As language is paramount in interpersonal communication, an important question for the investigation of the interplay of epistemic trust and vigilance concerns the role of language in strengthening or weakening the two. For instance, evidentials – morphological markers that indicate the source of the speaker’s knowledge – have been shown to play a role in the formation of selective epistemic trust in children. Moreover, languages differ with respect to the communicative practices in which evidentials are involved. For instance, quotative resources can be employed by speakers of various languages in order to reduce the speaker‘s responsibility for the truthfulness of the proposition conveyed. In Yurakaré (isolate, Bolivia), however, the reportative evidential enclitic =ya is only used in utterances that perform informing actions where, moreover, the information is presented as fully reliable. This means that in Yurakaré, the reportative evidential in fact increases the speaker‘s responsibility for the truth of the utterance, given that it includes the speaker’s judgment of the trustworthiness of the person who contributed the information. Reported information for which the reliability is doubtful – or which is known to be untrue – are formulated as direct quotations instead. Here are two corpus examples illustrating the difference:

 

Reportative evidential


Kancha arosashtuya kompadrebë.
‘They are going to mow the sports field reportedly, compadre.’

→ The speaker entertains no doubt as to the truth of the reported proposition. She uses the reportative marker =ya.

Quotative construction


Ani litütülaba kuta arana. Nijta.
‘“Maybe my frog is here”, he says. No, it is not there.’

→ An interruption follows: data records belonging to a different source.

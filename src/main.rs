//! Hazmat Arena headless runner
//!
//! Plays an autopilot session natively and prints the session stats as JSON.
//!
//! Usage: `hazmat-arena [seed] [seconds] [tuning.json]`

#[cfg(not(target_arch = "wasm32"))]
fn main() -> Result<(), Box<dyn std::error::Error>> {
    use std::sync::Arc;

    use hazmat_arena::Tuning;
    use hazmat_arena::sim::{Game, GameEvent, GamePhase, TickInput};

    env_logger::init();

    let mut args = std::env::args().skip(1);
    let seed = args.next().map(|s| s.parse::<u64>()).transpose()?.unwrap_or(12345);
    let seconds = args.next().map(|s| s.parse::<f32>()).transpose()?.unwrap_or(120.0);
    let tuning = match args.next() {
        Some(path) => Tuning::from_json(&std::fs::read_to_string(path)?)?,
        None => Tuning::default(),
    };

    log::info!("Hazmat Arena (native) seed {} for {:.0}s", seed, seconds);

    const FRAME: f32 = 1.0 / 60.0;
    let mut game = Game::new(seed, Arc::new(tuning))?;
    game.finish_loading()?;

    let input = TickInput {
        autopilot: true,
        ..Default::default()
    };
    let mut explosions = 0u32;
    let frames = (seconds / FRAME).ceil() as u64;
    for _ in 0..frames {
        game.tick(FRAME, &input)?;
        game.flush_to(&mut |event: &GameEvent| {
            if matches!(event, GameEvent::Explosion { .. }) {
                explosions += 1;
            }
        });
        if matches!(game.phase(), GamePhase::GameOver | GamePhase::Stats) {
            break;
        }
    }

    log::info!(
        "Finished in {:?} on wave {} ({} explosions)",
        game.phase(),
        game.hud().wave,
        explosions
    );
    println!("{}", serde_json::to_string_pretty(game.stats())?);
    Ok(())
}

#[cfg(target_arch = "wasm32")]
fn main() {
    // WASM entry point is `wasm::wasm_start`, this is just to satisfy the compiler
}
//! Combat simulation
//!
//! All gameplay logic lives here. The simulation is single-threaded and
//! deterministic for a given seed and input sequence:
//! - One seeded RNG, passed explicitly to every random draw
//! - Stable iteration order (by entity ID)
//! - No rendering, audio or platform dependencies

pub mod arena;
pub mod autopilot;
pub mod barrel;
pub mod collision;
pub mod enemy;
pub mod fsm;
pub mod pickup;
pub mod player;
pub mod projectile;
pub mod state;
pub mod tick;
pub mod wave;

pub use arena::{Arena, ArenaLayout, Collider, ColliderOwner};
pub use barrel::{Barrel, Explosion};
pub use collision::{CollisionResult, FrameReport, area_damage, circle_overlap, resolve_frame};
pub use enemy::{Enemy, EnemyKind, Role};
pub use fsm::{StateHooks, StateMachine};
pub use pickup::{Pickup, PickupKind};
pub use player::{Player, PlayerInput};
pub use projectile::{Projectile, WeaponKind};
pub use state::{FrameTime, GameEvent, GamePhase, GameState, HudSnapshot, SessionStats, SoundCue};
pub use tick::{Game, TickInput, step};
pub use wave::{Formation, WaveDirector, WaveEvent, WavePhase};
//! Visitor record model and related types

use chrono::{DateTime, Utc};
use serde::{Deserialize, Serialize};
use serde_json::{Map, Value};
use validator::Validate;

use super::enums::{Gender, VisitorType};
use super::timestamp::to_point_in_time;
use crate::error::{AppError, AppResult};

/// Placeholder the backend stores for "no value" in optional text fields
pub const NOT_AVAILABLE: &str = "N/A";

/// Visitor record as read from the document store
#[derive(Debug, Clone, PartialEq, Serialize, Deserialize)]
#[serde(rename_all = "camelCase")]
pub struct Visitor {
    pub id: String,
    pub visitor_name: String,
    pub phone_number: String,
    pub id_number: String,
    pub residence: String,
    pub institution_occupation: String,
    pub purpose_of_visit: String,
    pub gender: Option<Gender>,
    pub visitor_type: VisitorType,
    /// Vehicle plate, only meaningful for vehicle visitors
    pub ref_number: Option<String>,
    pub tag_number: Option<String>,
    #[serde(default)]
    pub tag_not_given: bool,
    pub time_in: DateTime<Utc>,
    pub time_out: Option<DateTime<Utc>>,
    pub is_checked_out: bool,
}

impl Visitor {
    /// Build a visitor from a raw backend document.
    ///
    /// Timestamps are coerced with [`to_point_in_time`] using `now` as the
    /// fallback, missing text fields become empty strings, and the record
    /// invariants are restored: `is_checked_out` follows `time_out`, plates
    /// are dropped for foot visitors and `tag_not_given` hides any tag.
    pub fn from_document(
        id: impl Into<String>,
        doc: &Value,
        now: DateTime<Utc>,
    ) -> AppResult<Self> {
        let map = doc
            .as_object()
            .ok_or_else(|| AppError::Validation("Visitor document must be an object".to_string()))?;

        let visitor_type = text(map, "visitorType")
            .map(|t| VisitorType::from(t.as_str()))
            .unwrap_or_default();
        let tag_not_given = map.get("tagNotGiven").and_then(Value::as_bool).unwrap_or(false);

        let ref_number = match visitor_type {
            VisitorType::Vehicle => optional_text(map, "refNumber"),
            VisitorType::Foot => None,
        };
        let tag_number = if tag_not_given {
            None
        } else {
            optional_text(map, "tagNumber")
        };

        let time_in = to_point_in_time(map.get("timeIn"), now);
        let flagged_out = map.get("isCheckedOut").and_then(Value::as_bool).unwrap_or(false);
        let time_out = match map.get("timeOut") {
            Some(v) if !v.is_null() => Some(to_point_in_time(Some(v), now)),
            _ if flagged_out => Some(now),
            _ => None,
        };

        Ok(Self {
            id: id.into(),
            visitor_name: text(map, "visitorName").unwrap_or_default(),
            phone_number: text(map, "phoneNumber").unwrap_or_default(),
            id_number: text(map, "idNumber").unwrap_or_default(),
            residence: text(map, "residence").unwrap_or_default(),
            institution_occupation: text(map, "institutionOccupation").unwrap_or_default(),
            purpose_of_visit: text(map, "purposeOfVisit").unwrap_or_default(),
            gender: text(map, "gender").and_then(|g| Gender::from_label(&g)),
            visitor_type,
            ref_number,
            tag_number,
            tag_not_given,
            time_in,
            is_checked_out: time_out.is_some(),
            time_out,
        })
    }

    /// Tag number when a physical tag was actually issued
    pub fn real_tag(&self) -> Option<&str> {
        if self.tag_not_given {
            return None;
        }
        self.tag_number
            .as_deref()
            .map(str::trim)
            .filter(|t| !t.is_empty() && *t != NOT_AVAILABLE)
    }

    /// Apply a partial update in place
    pub fn apply(&mut self, patch: &VisitorPatch) {
        if let Some(v) = &patch.visitor_name {
            self.visitor_name = v.clone();
        }
        if let Some(v) = &patch.phone_number {
            self.phone_number = v.clone();
        }
        if let Some(v) = &patch.residence {
            self.residence = v.clone();
        }
        if let Some(v) = &patch.institution_occupation {
            self.institution_occupation = v.clone();
        }
        if let Some(v) = &patch.purpose_of_visit {
            self.purpose_of_visit = v.clone();
        }
        if let Some(v) = patch.gender {
            self.gender = v;
        }
        if let Some(v) = &patch.ref_number {
            self.ref_number = v.clone();
        }
        if let Some(v) = &patch.tag_number {
            self.tag_number = v.clone();
        }
        if let Some(v) = patch.tag_not_given {
            self.tag_not_given = v;
        }
        if let Some(v) = patch.time_out {
            self.time_out = Some(v);
            self.is_checked_out = true;
        }
    }
}

/// Read a text field, accepting numbers for fields that some clients write
/// as numeric values (phone and ID numbers).
fn text(map: &Map<String, Value>, key: &str) -> Option<String> {
    match map.get(key)? {
        Value::String(s) => Some(s.trim().to_string()),
        Value::Number(n) => Some(n.to_string()),
        _ => None,
    }
}

fn optional_text(map: &Map<String, Value>, key: &str) -> Option<String> {
    text(map, key).filter(|s| !s.is_empty() && s != NOT_AVAILABLE)
}

/// Predicate for list and subscribe queries
#[derive(Debug, Clone, Copy, PartialEq, Eq, Default)]
pub enum VisitorFilter {
    #[default]
    All,
    CheckedIn,
    CheckedOut,
}

impl VisitorFilter {
    pub fn matches(&self, visitor: &Visitor) -> bool {
        match self {
            VisitorFilter::All => true,
            VisitorFilter::CheckedIn => !visitor.is_checked_out,
            VisitorFilter::CheckedOut => visitor.is_checked_out,
        }
    }
}

/// Partial field set for a point update.
///
/// `Some(None)` on the double-optional fields clears the stored value.
/// Setting `time_out` also marks the record checked out.
#[derive(Debug, Clone, Default, PartialEq, Serialize)]
#[serde(rename_all = "camelCase")]
pub struct VisitorPatch {
    #[serde(skip_serializing_if = "Option::is_none")]
    pub visitor_name: Option<String>,
    #[serde(skip_serializing_if = "Option::is_none")]
    pub phone_number: Option<String>,
    #[serde(skip_serializing_if = "Option::is_none")]
    pub residence: Option<String>,
    #[serde(skip_serializing_if = "Option::is_none")]
    pub institution_occupation: Option<String>,
    #[serde(skip_serializing_if = "Option::is_none")]
    pub purpose_of_visit: Option<String>,
    #[serde(skip_serializing_if = "Option::is_none")]
    pub gender: Option<Option<Gender>>,
    #[serde(skip_serializing_if = "Option::is_none")]
    pub ref_number: Option<Option<String>>,
    #[serde(skip_serializing_if = "Option::is_none")]
    pub tag_number: Option<Option<String>>,
    #[serde(skip_serializing_if = "Option::is_none")]
    pub tag_not_given: Option<bool>,
    #[serde(skip_serializing_if = "Option::is_none")]
    pub time_out: Option<DateTime<Utc>>,
}

impl VisitorPatch {
    /// Patch that records a check-out at `at`
    pub fn check_out(at: DateTime<Utc>) -> Self {
        Self {
            time_out: Some(at),
            ..Default::default()
        }
    }

    pub fn is_empty(&self) -> bool {
        *self == Self::default()
    }
}

/// Check-in form submitted by the desk
#[derive(Debug, Clone, Deserialize, Validate)]
#[serde(rename_all = "camelCase")]
pub struct CheckInVisitor {
    #[validate(length(min = 1, message = "Visitor name is required"))]
    pub visitor_name: String,
    #[validate(length(min = 1, message = "Phone number is required"))]
    pub phone_number: String,
    #[validate(length(min = 1, message = "ID number is required"))]
    pub id_number: String,
    #[serde(default)]
    pub residence: String,
    #[serde(default)]
    pub institution_occupation: String,
    #[validate(length(min = 1, message = "Purpose of visit is required"))]
    pub purpose_of_visit: String,
    pub gender: Option<Gender>,
    #[serde(default)]
    pub visitor_type: VisitorType,
    pub ref_number: Option<String>,
    pub tag_number: Option<String>,
    #[serde(default)]
    pub tag_not_given: bool,
}

/// Edit form for an existing record. Identity and lifecycle fields
/// (`id`, `idNumber`, `visitorType`, `timeIn`, `timeOut`, `isCheckedOut`)
/// are not editable and have no field here.
#[derive(Debug, Clone, Default, Deserialize, Validate)]
#[serde(rename_all = "camelCase")]
pub struct UpdateVisitor {
    #[validate(length(min = 1, message = "Visitor name cannot be empty"))]
    pub visitor_name: Option<String>,
    #[validate(length(min = 1, message = "Phone number cannot be empty"))]
    pub phone_number: Option<String>,
    pub residence: Option<String>,
    pub institution_occupation: Option<String>,
    #[validate(length(min = 1, message = "Purpose of visit cannot be empty"))]
    pub purpose_of_visit: Option<String>,
    pub gender: Option<Gender>,
    pub ref_number: Option<String>,
    pub tag_number: Option<String>,
    pub tag_not_given: Option<bool>,
}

→ The speaker knows the reported proposition to be false. She uses a direct quotation.
 

In our current research, we build on these insights and ask: What role do language-specific resources play in epistemic trust in everyday conversation and science communication? Do cross-linguistic differences in epistemic expressions impact on the formation of epistemic trust? An how can we possibly use the linguistic resources available in a given language to (re)build epistemic trust in science communication?